Fajar mengangguk-ngangguk. “jangan pulang malam-malam banget.”
“Iya, kamu kayak mama papa lama-lama.”
Fajar mengedikkan bahu. “Buat kebaikan kakak juga.”
Suara bel berbunyi, itu pasti Justin. Aku melangkah menuju pintu. Lalu membukanya. Benar saja, Justin berdiri disana sambil tersenyum manis. Dia juga membawa sebuket bunga ditangannya.
“Buat kamu.” Ucapnya seraya mengulurkan sebuket bunga mawar berwarna merah.
Aku menaikkan sebelah alisku. “tumben banget ngasih bunga.” Ucapku, tapi tetap mengambil bunga tersebut. “makasih ya.” Ucapku lagi.
“Sekali-sekali gak papa dong.”
“Mau berangkat sekarang ?” tanyaku.
Justin mengangguk. “Mama papa ada ? aku mau izin dulu.”
“Mama papa lagi keluar, Cuma ada Fajar. Langsung berangkat aja deh, aku tadi udah bilang dia juga kok.”
“Baiklah, ayo.”
Aku mengikuti Justin yang berjalan didepan menuju mobil. Dia membukakan pintu mobil untukku. How sweet. Setelah aku duduk manis di bangku samping bangku kemudi barulah Justin menutup pintu dan berlari kecil menuju pintu bangku kemudi.
“Nyolong mobil siapa kamu ?” tanyaku saat Justin mulai menyalakan mesin mobil.

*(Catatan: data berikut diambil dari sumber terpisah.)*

use serde::Serialize;

use super::concerns::describe_all_concerns;
use super::engine::project;
use super::generator::generate_scenario_seeded;
use super::scoring::score;
use super::types::{ConcernKind, ConcernResult, Feedback, Projection, Scenario};

#[derive(Debug, Clone)]
pub struct Round {
    pub seed: u64,
    pub scenario: Scenario,
    pub projection: Projection,
    pub concerns: Vec<ConcernResult>,
}

#[derive(Debug, Clone, PartialEq, Serialize)]
#[serde(rename_all = "camelCase")]
pub struct ChecklistItem {
    pub id: ConcernKind,
    pub title: &'static str,
    pub description: &'static str,
    pub evidence: String,
}

#[derive(Debug, Clone, PartialEq, Serialize)]
#[serde(rename_all = "camelCase")]
pub struct Snapshot {
    pub first_year_salary: i64,
    pub final_year_debt: i64,
    pub monthly_debt_payment: i64,
    pub total_education_cost: f64,
    pub monthly_expenses: f64,
}

impl Round {
    pub fn deal(seed: u64) -> Self {
        Self::from_scenario(seed, generate_scenario_seeded(seed))
    }

    pub fn from_scenario(seed: u64, scenario: Scenario) -> Self {
        let projection = project(&scenario);
        let concerns = describe_all_concerns(&scenario, &projection);
        Self {
            seed,
            scenario,
            projection,
            concerns,
        }
    }

    pub fn checklist(&self) -> Vec<ChecklistItem> {
        self.concerns
            .iter()
            .map(|c| ChecklistItem {
                id: c.id,
                title: c.title,
                description: c.description,
                evidence: c.evidence.clone(),
            })
            .collect()
    }

    pub fn ground_truth(&self) -> Vec<ConcernKind> {
        self.concerns
            .iter()
            .filter(|c| c.applies)
            .map(|c| c.id)
            .collect()
    }

    pub fn snapshot(&self) -> Snapshot {
        let first = self.projection.first_post_grad_year();
        Snapshot {
            first_year_salary: first.map_or(0, |y| y.salary),
            final_year_debt: self.projection.final_year().map_or(0, |y| y.debt),
            monthly_debt_payment: first.map_or(0, |y| y.monthly_debt_payment),
            total_education_cost: self.scenario.total_education_cost,
            monthly_expenses: self.scenario.monthly_expenses,
        }
    }

    pub fn submit(&self, selected: &[ConcernKind]) -> Feedback {
        score(&self.ground_truth(), selected, &self.concerns)
    }
}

“Enak aja nyolong. Mobil pinjeman ini.” Ucapnya sambil terkekeh di akhir kalimat.
“Minjem mobil siapa ?”
“Mobil sepupu.”
Aku mengangguk-ngangguk. Lalu membiarkan Justin focus menyetir. Walaupun aku dan Justin dekat, namun kami tidak sedekat yang terlihat. Aku memang nyaman bersama Justin, tapi entah kenapa seperti ada batas di antara kami. Aku tidak bisa tertawa lepas bersamanya. Atau memang aku yang tidak tau bagaimana cara tertawa lepas lagi selama Sembilan tahun terakhir. Entahlah.

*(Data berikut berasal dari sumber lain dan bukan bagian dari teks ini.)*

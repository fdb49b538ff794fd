//! Background maintenance for every registered agent.

use std::sync::Arc;
use std::time::Duration;

use tokio::sync::mpsc;
use tokio::task::JoinHandle;
use tokio::time::MissedTickBehavior;
use tracing::{debug, info, warn};

use crate::coordinator::{MaintenancePolicy, MaintenanceReport};
use crate::registry::Registry;

/// Run one maintenance pass over every registered agent. Steps for tiers an
/// agent has disabled are skipped by [`crate::MemoryCoordinator::run_maintenance`].
pub async fn run_once(registry: &Registry, policy: &MaintenancePolicy) -> Vec<(String, MaintenanceReport)> {
    let mut reports = Vec::new();

    for agent_id in registry.agents().await {
        let Some(coordinator) = registry.get(&agent_id).await else {
            continue;
        };

        let report = coordinator.run_maintenance(policy).await;
        if report.has_changes() {
            info!(
                agent_id = %agent_id,
                consolidated = report.consolidation.migrated + report.overflow.migrated,
                forgotten = report.forgotten,
                trimmed = report.trimmed,
                errors = report.errors.len(),
                "Maintenance pass finished"
            );
        }
        reports.push((agent_id, report));
    }

    reports
}

/// Periodic maintenance task.
pub struct MaintenanceScheduler;

impl MaintenanceScheduler {
    /// Spawn a task running [`run_once`] every `every`.
    ///
    /// The first pass happens one period after spawning. The task stops when
    /// the returned handle is shut down or dropped.
    pub fn spawn(registry: Arc<Registry>, policy: MaintenancePolicy, every: Duration) -> MaintenanceHandle {
        let (shutdown_tx, mut shutdown_rx) = mpsc::channel::<()>(1);
        let period = every.max(Duration::from_millis(1));

        let task = tokio::spawn(async move {
            let mut ticker = tokio::time::interval(period);
            ticker.set_missed_tick_behavior(MissedTickBehavior::Delay);
            // The first tick completes immediately
            ticker.tick().await;

            info!(period_secs = period.as_secs(), "Maintenance scheduler started");
            loop {
                tokio::select! {
                    _ = shutdown_rx.recv() => break,
                    _ = ticker.tick() => {
                        let reports = run_once(&registry, &policy).await;
                        debug!(agents = reports.len(), "Maintenance tick");
                    }
                }
            }
            info!("Maintenance scheduler stopped");
        });

        MaintenanceHandle {
            shutdown_tx: Some(shutdown_tx),
            task: Some(task),
        }
    }
}

/// Handle to a running [`MaintenanceScheduler`].
pub struct MaintenanceHandle {
    shutdown_tx: Option<mpsc::Sender<()>>,
    task: Option<JoinHandle<()>>,
}

impl MaintenanceHandle {
    /// Stop the scheduler and wait for an in-progress pass to finish.
    pub async fn shutdown(mut self) {
        if let Some(tx) = self.shutdown_tx.take() {
            let _ = tx.send(()).await;
        }
        if let Some(task) = self.task.take() {
            if let Err(e) = task.await {
                warn!(error = %e, "Maintenance task ended abnormally");
            }
        }
    }

    pub fn is_finished(&self) -> bool {
        self.task.as_ref().is_none_or(JoinHandle::is_finished)
    }
}
impl MemoryCoordinator {
    pub fn new(
        agent_id: impl Into<String>,
        config: MemoryConfig,
        short_term: Arc<dyn MemoryStore>,
        long_term: Arc<dyn MemoryStore>,
    ) -> Self {
        Self {
            agent_id: agent_id.into(),
            config,
            short_term,
            long_term,
        }
    }

    pub fn agent_id(&self) -> &str {
        &self.agent_id
    }

    pub fn config(&self) -> MemoryConfig {
        self.config
    }

    /// The store for an enabled tier.
    fn store(&self, tier: MemoryTier) -> Result<&dyn MemoryStore> {
        if !self.config.is_enabled(tier) {
            return Err(MemoryError::ConfigDisabled { tier });
        }
        Ok(match tier {
            MemoryTier::ShortTerm => self.short_term.as_ref(),
            MemoryTier::LongTerm => self.long_term.as_ref(),
        })
    }

    fn require_both_tiers(&self) -> Result<()> {
        self.store(MemoryTier::ShortTerm)?;
        self.store(MemoryTier::LongTerm)?;
        Ok(())
    }

    /// Store an entry in one tier and return its new id.
    ///
    /// Content larger than [`MAX_CONTENT_BYTES`] is truncated.
    pub async fn add(&self, tier: MemoryTier, entry: MemoryEntry) -> Result<String> {
        let store = self.store(tier)?;
        entry.validate()?;

        let entry = match entry.truncated(MAX_CONTENT_BYTES) {
            Some(cut) => {
                warn!(
                    agent_id = %self.agent_id,
                    original_bytes = entry.content.len(),
                    max_bytes = MAX_CONTENT_BYTES,
                    "Truncating oversized memory content"
                );
                cut
            }
            None => entry,
        };

        let id = store.add(&entry).await?;
        debug!(agent_id = %self.agent_id, %tier, memory_id = %id, "Added memory");
        Ok(id)
    }

    pub async fn retrieve(&self, tier: MemoryTier, id: &str) -> Result<Option<MemoryEntry>> {
        self.store(tier)?.get(id).await
    }

    pub async fn delete(&self, tier: MemoryTier, id: &str) -> Result<()> {
        self.store(tier)?.delete(id).await
    }

    /// Search every enabled tier the query targets.
    ///
    /// Results from both tiers are merged by score (short-term first on ties)
    /// and capped at `max_results`. Naming a disabled tier explicitly is an error.
    pub async fn search(&self, query: &AdvancedSearchQuery) -> Result<Vec<SearchResult>> {
        query.validate()?;
        if let Some(tier) = query.memory_type {
            self.store(tier)?;
        }

        let mut merged = Vec::new();
        for tier in MemoryTier::ALL {
            if !query.targets(tier) || !self.config.is_enabled(tier) {
                continue;
            }
            merged.extend(self.store(tier)?.search(query).await?);
        }

        let results = rank(merged, None, query.max_results);
        debug!(agent_id = %self.agent_id, hits = results.len(), "Searched memory");
        Ok(results)
    }

    /// Dispatch an operation named by string with a JSON payload.
    ///
    /// - `add`: `{content, metadata?, context?}`
    /// - `retrieve` / `delete`: `{memory_id}`
    /// - `search`: an [`AdvancedSearchQuery`]; `memory_type` defaults to `tier`
    pub async fn perform_operation(
        &self,
        operation: &str,
        tier: MemoryTier,
        data: serde_json::Value,
    ) -> Result<OperationOutcome> {
        let op: MemoryOperation = operation.parse()?;

        match op {
            MemoryOperation::Add => {
                let payload: AddPayload = parse_payload(op, data)?;
                let context = match payload.context {
                    Some(ctx) => MemoryContext::new(
                        ctx.context_type.unwrap_or_else(|| DEFAULT_CONTEXT_TYPE.to_string()),
                        ctx.timestamp.unwrap_or_else(Utc::now),
                    )
                    .with_metadata(ctx.metadata),
                    None => MemoryContext::now(DEFAULT_CONTEXT_TYPE),
                };
                let entry = MemoryEntry::new(payload.content, context).with_metadata(payload.metadata);
                let memory_id = self.add(tier, entry).await?;
                Ok(OperationOutcome::Add { memory_id })
            }
            MemoryOperation::Retrieve => {
                let payload: IdPayload = parse_payload(op, data)?;
                let memory = self.retrieve(tier, &payload.memory_id).await?;
                Ok(OperationOutcome::Retrieve { memory })
            }
            MemoryOperation::Search => {
                let mut query: AdvancedSearchQuery = parse_payload(op, data)?;
                query.memory_type.get_or_insert(tier);
                let results = self.search(&query).await?;
                Ok(OperationOutcome::Search { results })
            }
            MemoryOperation::Delete => {
                let payload: IdPayload = parse_payload(op, data)?;
                self.delete(tier, &payload.memory_id).await?;
                Ok(OperationOutcome::Delete {
                    memory_id: payload.memory_id,
                })
            }
        }
    }

    /// Recent short-term entries plus the best long-term matches for `context`,
    /// newest first.
    pub async fn retrieve_relevant(&self, context: &str, limit: usize) -> Result<Vec<RelevantMemory>> {
        if limit == 0 {
            return Ok(Vec::new());
        }

        let mut memories = Vec::new();

        if self.config.is_enabled(MemoryTier::ShortTerm) {
            memories.extend(
                self.short_term
                    .get_recent(limit)
                    .await?
                    .into_iter()
                    .map(|stored| RelevantMemory {
                        id: stored.id,
                        tier: MemoryTier::ShortTerm,
                        entry: stored.entry,
                    }),
            );
        }

        if self.config.is_enabled(MemoryTier::LongTerm) {
            let query = AdvancedSearchQuery::new(context)
                .tier(MemoryTier::LongTerm)
                .limit(limit);
            memories.extend(self.long_term.search(&query).await?.into_iter().map(|r| {
                RelevantMemory {
                    id: r.id,
                    tier: MemoryTier::LongTerm,
                    entry: r.memory_entry,
                }
            }));
        }

        memories.sort_by(|a, b| b.entry.timestamp().cmp(&a.entry.timestamp()));
        memories.truncate(limit);
        Ok(memories)
    }

    /// Move short-term entries older than `interval` into long-term memory.
    pub async fn consolidate(&self, interval: Duration) -> Result<ConsolidationReport> {
        self.require_both_tiers()?;
        let threshold = threshold_before(interval)?;
        let harvested = self.short_term.get_older_than(threshold).await?;
        Ok(self.migrate(harvested, "age").await)
    }

    /// Migrate the oldest short-term entries beyond `max_entries`, regardless of age.
    pub async fn force_consolidate(&self, max_entries: usize) -> Result<ConsolidationReport> {
        self.require_both_tiers()?;

        let count = self.short_term.count().await?;
        if count <= max_entries {
            return Ok(ConsolidationReport::default());
        }

        let mut oldest = self.short_term.get_older_than(end_of_time()).await?;
        oldest.truncate(count - max_entries);
        Ok(self.migrate(oldest, "overflow").await)
    }

    /// Copy each entry into long-term memory, then delete the short-term copy.
    ///
    /// A failed copy leaves the short-term entry in place for the next run;
    /// a failed delete is repaired by the next run because imports are keyed
    /// by the short-term id.
    async fn migrate(&self, entries: Vec<StoredEntry>, reason: &str) -> ConsolidationReport {
        let mut report = ConsolidationReport {
            harvested: entries.len(),
            ..Default::default()
        };

        for stored in entries {
            let long_id = match self.long_term.import(&stored.id, &stored.entry).await {
                Ok(id) => id,
                Err(e) => {
                    warn!(agent_id = %self.agent_id, memory_id = %stored.id, error = %e, "Failed to consolidate memory");
                    report.failed += 1;
                    report.errors.push(format!("import {}: {}", stored.id, e));
                    continue;
                }
            };

            if let Err(e) = self.short_term.delete(&stored.id).await {
                warn!(agent_id = %self.agent_id, memory_id = %stored.id, error = %e, "Consolidated memory not removed from short-term");
                report.failed += 1;
                report.errors.push(format!("delete {}: {}", stored.id, e));
                continue;
            }

            debug!(agent_id = %self.agent_id, memory_id = %stored.id, long_term_id = %long_id, "Consolidated memory");
            report.migrated += 1;
        }

        if report.harvested > 0 {
            info!(
                agent_id = %self.agent_id,
                reason,
                harvested = report.harvested,
                migrated = report.migrated,
                failed = report.failed,
                "Consolidation finished"
            );
        }
        report
    }

    /// Delete every entry the agent holds in one tier.
    pub async fn clear(&self, tier: MemoryTier) -> Result<usize> {
        let cleared = self.store(tier)?.clear().await?;
        info!(agent_id = %self.agent_id, %tier, cleared, "Cleared memory tier");
        Ok(cleared)
    }

    /// Delete long-term entries older than `age_limit`.
    pub async fn forget(&self, age_limit: Duration) -> Result<usize> {
        self.forget_before(threshold_before(age_limit)?).await
    }

    /// Delete long-term entries whose timestamp is strictly before `threshold`.
    pub async fn forget_before(&self, threshold: DateTime<Utc>) -> Result<usize> {
        let store = self.store(MemoryTier::LongTerm)?;
        let expired = store.get_older_than(threshold).await?;
        let forgotten = self.delete_all(store, &expired).await?;

        if forgotten > 0 {
            info!(agent_id = %self.agent_id, forgotten, "Forgot old long-term memories");
        }
        Ok(forgotten)
    }

    /// Delete the oldest long-term entries beyond `limit`.
    pub async fn enforce_long_term_limit(&self, limit: usize) -> Result<usize> {
        let store = self.store(MemoryTier::LongTerm)?;
        let count = store.count().await?;
        if count <= limit {
            return Ok(0);
        }

        let mut oldest = store.get_older_than(end_of_time()).await?;
        oldest.truncate(count - limit);
        let trimmed = self.delete_all(store, &oldest).await?;

        info!(agent_id = %self.agent_id, trimmed, limit, "Trimmed long-term memory to its limit");
        Ok(trimmed)
    }

    async fn delete_all(&self, store: &dyn MemoryStore, entries: &[StoredEntry]) -> Result<usize> {
        for stored in entries {
            store.delete(&stored.id).await?;
        }
        Ok(entries.len())
    }

    /// Consolidate, relieve short-term overflow, forget, and cap long-term memory.
    ///
    /// Steps for disabled tiers are skipped; failures are collected in the
    /// report and do not stop later steps.
    pub async fn run_maintenance(&self, policy: &MaintenancePolicy) -> MaintenanceReport {
        let mut report = MaintenanceReport::default();
        let both = self.config.use_short_term_cache && self.config.use_long_term_memory;

        if both {
            match self.consolidate(policy.consolidation_interval).await {
                Ok(r) => report.consolidation = r,
                Err(e) => report.errors.push(format!("consolidation: {e}")),
            }
            match self.force_consolidate(policy.max_short_term_memories).await {
                Ok(r) => report.overflow = r,
                Err(e) => report.errors.push(format!("overflow consolidation: {e}")),
            }
        }

        if self.config.use_long_term_memory {
            match self.forget(policy.forget_age).await {
                Ok(n) => report.forgotten = n,
                Err(e) => report.errors.push(format!("forget: {e}")),
            }
            match self.enforce_long_term_limit(policy.long_term_memory_limit).await {
                Ok(n) => report.trimmed = n,
                Err(e) => report.errors.push(format!("long-term limit: {e}")),
            }
        }

        for error in &report.errors {
            warn!(agent_id = %self.agent_id, error = %error, "Maintenance step failed");
        }
        report
    }

    /// Release both stores.
    pub async fn close(&self) -> Result<()> {
        self.short_term.close().await?;
        self.long_term.close().await?;
        debug!(agent_id = %self.agent_id, "Closed memory coordinator");
        Ok(())
    }
}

Aku mengedarkan pandangan keluar jendela selama di perjalanan. Bagiku, pemandangan gedung-gedung tinggi serta lampu-lampu yang berkilauan ditengah kegelapan malam itu sangat indah. Dan aku menyukainya.
“Kita sudah sampai.”
“huh ?”
“Kamu baik-baik aja ? Sepanjang jalan aku perhatiin kamu ngelamun terus.”
Aku tersenyum tipis. “aku baik-baik aja. Ayo turun, aku laper.” Ucapku lalu tertawa kecil.
Aku mendengar Justin menghela napas, namun tetap mengikutiku turun. Kami melangkah bersama-sama. Lalu memesan makanan dan menikmatinya dengan suasana santai.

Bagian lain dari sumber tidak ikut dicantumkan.